The vanna will increase as spot diverges from your neutral strike. You don't need to know change per se, but should model +/- on the vol-line at each hedge trigger. IOW you need to be familiar with vol-smile. You'll want to shave deltas as the index declines and vice-versa.
You need to calc wing-sensitivity if you're trading a flat-smile (like most blue-chips).
How is it wrong?
Whatever vol you hedge an option at, you should theoretically have the same expected value. This of course in theory which is based on the black-schole model assumptions around volatility being static, no transaction costs, and log normal distribution with drift = risk free rate, etc.
If it were any other way then you could create synthetic options via hedging at different vols and make arbitrage.
Yes it does. But if you and I are trading the same option and we model it with different parameters we will get different hedge ratios. Our expected value is the same, but our pnls can be different because of the evolution of the stock price and the variance of our pnl will be drastically different.
You are saying that someone who buys an OTM call and doesn't hedge it has a different expected value than someone who has hedged it?
One guy is effectively saying the vol is zero and the other is not.
The midpoint of the OTM call market (vola) is representative of the expectancy under a perfect and continuous hedge under a flat surface.
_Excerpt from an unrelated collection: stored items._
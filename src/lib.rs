//! # Rooms Rust Backend
//!
//! Free-room search engine for the university campus app.
//!
//! This crate computes, from the university's raw per-day room timetable,
//! which physical rooms are unoccupied during a requested time window, and
//! ranks alternative free rooms by walking distance to a reference room.
//! Presentation, authentication and the HTTP client that actually fetches
//! the timetable live in the surrounding application; this crate owns the
//! algorithmic core behind them.
//!
//! ## Architecture
//!
//! The crate is organized into several logical modules:
//!
//! - [`models`]: Domain types (openings, candidates) and raw wire types
//! - [`parsing`]: Deserialization of the upstream timetable JSON
//! - [`source`]: The async fetch boundary ([`source::TimetableSource`])
//! - [`services`]: Opening computation, room search, suggestions, presets
//! - [`distances`]: Static pairwise room-distance table
//! - [`config`]: TOML-backed runtime configuration
//!
//! ## Example
//!
//! ```no_run
//! use rooms_rust::services::search::{search_rooms, BuildingFilter};
//! use rooms_rust::source::LocalTimetable;
//! use chrono::NaiveDate;
//!
//! # async fn example() -> Result<(), rooms_rust::services::search::SearchError> {
//! let source = LocalTimetable::from_json(r#"{"rooms": []}"#).unwrap();
//! let begin = NaiveDate::from_ymd_opt(2023, 5, 2).unwrap().and_hms_opt(10, 0, 0).unwrap();
//! let end = begin + chrono::Duration::hours(1);
//!
//! let free = search_rooms(&source, begin, end, &BuildingFilter::All).await?;
//! for candidate in free {
//!     println!("{} is free until {}", candidate.room, candidate.until);
//! }
//! # Ok(())
//! # }
//! ```

pub mod config;
pub mod distances;
pub mod models;
pub mod parsing;
pub mod services;
pub mod source;
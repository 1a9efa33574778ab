//! JSON parser for the raw room timetable.

use anyhow::{Context, Result};

use crate::models::timetable::TimetableDay;

/// Parse a timetable payload into day records.
///
/// Accepts either a bare array of day records or the upstream envelope
/// `{ "rooms": [...] }`. Deserialization failures report the JSON path of
/// the field that did not match.
///
/// # Arguments
/// * `json_str` - The raw JSON payload
///
/// # Returns
/// * `Ok(Vec<TimetableDay>)` - The parsed day records
/// * `Err(anyhow::Error)` - If the payload is not valid timetable JSON
pub fn parse_timetable_json(json_str: &str) -> Result<Vec<TimetableDay>> {
    let value: serde_json::Value =
        serde_json::from_str(json_str).context("Invalid JSON syntax in timetable payload")?;

    // The REST API wraps the day records in a "rooms" envelope; fixtures
    // and tests often pass the bare array.
    let records = match value {
        serde_json::Value::Object(mut map) => map
            .remove("rooms")
            .context("Timetable object must contain a 'rooms' key")?,
        other => other,
    };

    deserialize_days(records)
}

fn deserialize_days(records: serde_json::Value) -> Result<Vec<TimetableDay>> {
    serde_path_to_error::deserialize(records).map_err(|e| {
        let path = e.path().to_string();
        anyhow::anyhow!("Timetable deserialization error at '{}': {}", path, e.inner())
    })
}
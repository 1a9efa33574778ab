//! Point-in-time-window room search.
//!
//! Given a begin/end window and an optional building restriction, this
//! module fetches the day's raw timetable, computes the room openings and
//! returns the rooms whose opening fully contains the window, sorted by
//! room name. Nothing is cached between calls: timetables can change
//! intraday, so every query re-fetches and re-merges.

use chrono::{Duration, NaiveDate, NaiveDateTime};
use log::debug;
use std::cmp::Ordering;

use crate::models::rooms::CandidateRoom;
pub use crate::models::rooms::BuildingFilter;
use crate::models::timetable::parse_local_time;
use crate::services::openings::compute_openings;
use crate::source::{SourceError, TimetableSource};

/// Default minimum opening duration for a search (`HH:MM`).
pub const DEFAULT_DURATION: &str = "01:00";

/// Error type for the search boundary.
///
/// Source failures pass through unchanged; the remaining variants reject
/// malformed caller input before any fetch happens.
#[derive(Debug, thiserror::Error)]
pub enum SearchError {
    /// The timetable fetch failed.
    #[error(transparent)]
    Source(#[from] SourceError),

    /// The date/time strings did not parse.
    #[error("Invalid date/time '{0}', expected 'YYYY-MM-DD' and 'HH:MM'")]
    InvalidDateTime(String),

    /// The duration string did not parse.
    #[error("Invalid duration '{0}', expected 'HH:MM'")]
    InvalidDuration(String),
}

/// Search free rooms starting at `date`/`time` for at least `duration`.
///
/// Thin parsing wrapper over [`search_rooms`]: `date` (`YYYY-MM-DD`) and
/// `time` (`HH:MM`) form the begin of the window, `duration` (`HH:MM`) is
/// added to form the end.
///
/// # Arguments
/// * `source` - Timetable source to fetch from
/// * `date` - Start date as an ISO string
/// * `time` - Start time
/// * `building` - Building restriction
/// * `duration` - Minimum opening duration
pub async fn filter_rooms(
    source: &dyn TimetableSource,
    date: &str,
    time: &str,
    building: &BuildingFilter,
    duration: &str,
) -> Result<Vec<CandidateRoom>, SearchError> {
    let begin = parse_begin(date, time)?;
    let end = begin + parse_duration(duration)?;
    search_rooms(source, begin, end, building).await
}

/// Search rooms that are free for the whole `begin..end` window.
///
/// # Arguments
/// * `source` - Timetable source to fetch from
/// * `begin` - Start of the window
/// * `end` - End of the window
/// * `building` - Building restriction
///
/// # Returns
/// * `Ok(Vec<CandidateRoom>)` - Matching rooms, sorted by room name.
///   Openings of one room are disjoint, so a room appears at most once.
/// * `Err(SearchError)` - If the fetch fails
pub async fn search_rooms(
    source: &dyn TimetableSource,
    begin: NaiveDateTime,
    end: NaiveDateTime,
    building: &BuildingFilter,
) -> Result<Vec<CandidateRoom>, SearchError> {
    let days = source.fetch_day(begin.date()).await?;
    let openings = compute_openings(&days, begin.date());
    debug!(
        "Computed openings for {} rooms on {}",
        openings.len(),
        begin.date()
    );

    let mut candidates: Vec<CandidateRoom> = openings
        .iter()
        .flat_map(|(room, list)| {
            list.iter()
                .map(move |opening| CandidateRoom::from_opening(room.clone(), opening))
        })
        .filter(|candidate| {
            building.matches(&candidate.room)
                && begin >= candidate.from
                && end <= candidate.until
        })
        .collect();

    candidates.sort_by(|a, b| room_name_cmp(&a.room, &b.room));
    Ok(candidates)
}

/// Room name ordering used for search results.
///
/// Room codes are short ASCII strings, so a case-insensitive lexicographic
/// comparison with a case-sensitive tie-break stands in for full locale
/// collation.
pub fn room_name_cmp(a: &str, b: &str) -> Ordering {
    a.to_lowercase().cmp(&b.to_lowercase()).then_with(|| a.cmp(b))
}

fn parse_begin(date: &str, time: &str) -> Result<NaiveDateTime, SearchError> {
    let day = NaiveDate::parse_from_str(date, "%Y-%m-%d")
        .map_err(|_| SearchError::InvalidDateTime(format!("{}T{}", date, time)))?;
    let tod = parse_local_time(time)
        .ok_or_else(|| SearchError::InvalidDateTime(format!("{}T{}", date, time)))?;
    Ok(day.and_time(tod))
}

fn parse_duration(duration: &str) -> Result<Duration, SearchError> {
    let invalid = || SearchError::InvalidDuration(duration.to_string());
    let (hours, minutes) = duration.split_once(':').ok_or_else(invalid)?;
    let hours: i64 = hours.parse().map_err(|_| invalid())?;
    let minutes: i64 = minutes.parse().map_err(|_| invalid())?;
    Ok(Duration::hours(hours) + Duration::minutes(minutes))
}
The transactional expectancy in aggregate should be zero-sum if your modeled vol = realized and your can hedge continuously and vol is static. BSM assumes static vol and therefore vanna is zero under the context of expectancy. It's not zero under a stoch-model or if you simply disassociate the concept of static vol and the current vol of the option in question when the position is hedged.
That is true, but how does your using a stochastic vol model change your expected value vs my using a static vol model?
If you use a stochastic vol model you might get a better hedge and thus a lower variance of pnl; but it should not affect your expected value.
It doesn't. Use BSM and accept the new vol-figure that is modeled at the time of the hedge. It's (more so) representative of the true expectancy. Are you stating that the assumption of static vol does not alter the expectancy? Intermediate vols under BSM and stoch will be different even if they are equivalent at the inception of the trade. "Inception expectancy" is really a flat-Earth argument. We both know that static vol and continuous hedge assumptions are bullshit.
Your expectancy argument assumes a perfect hedge and static vol. You cannot simply toss it out by stating expectancy is equivalent and model-independent when hedging is critical to the model.
Expectancy and hedging size, freq, etc., are inextricably linked and BSM assumes zero-convexity.
Quote from Cren1:
If you go short Gamma, then your goal is to earn the time consumption. Delta hedging helps you to protect the position from being damaged by underlying movement, there are no news about it: if you short Gamma and IV drops towards expiration, your Delta hedging will make money (I'm not considering bid-ask spread and transaction fees).
Now consider a long Gamma position, like a simple long straddle: if the underlying moves far away from the strike(s), you start earning. Here is the so called 'let Gamma run' technique, which is nothing more complex than to not cover the Delta.
Here is my question: if you correctly predicted the IV movement, what is better? I mean: let the IV starts rising after you opened that long straddle. In your opinion is it better to cover the Delta with the usual frequency or to let the Gamma works?
In the first scenario (Delta hedging), you will probably benefit of a P&L which rises but with no slope; in the second scenario (Gamma run) there's nothing to say: your position will behave like a long/short on the underlying if the underlying continues its trend.
Obviously some of you will probably tell me that they will let the Gamma work until some threshold, then cover the Delta... but my question is about extreme examples.
What do you think?
The house is short gamma. They cannot lose as a group, because the house is still there and was there. Who is then the sucker (as a group)? If you get an edge on short gamma, then I would listen.
Huh?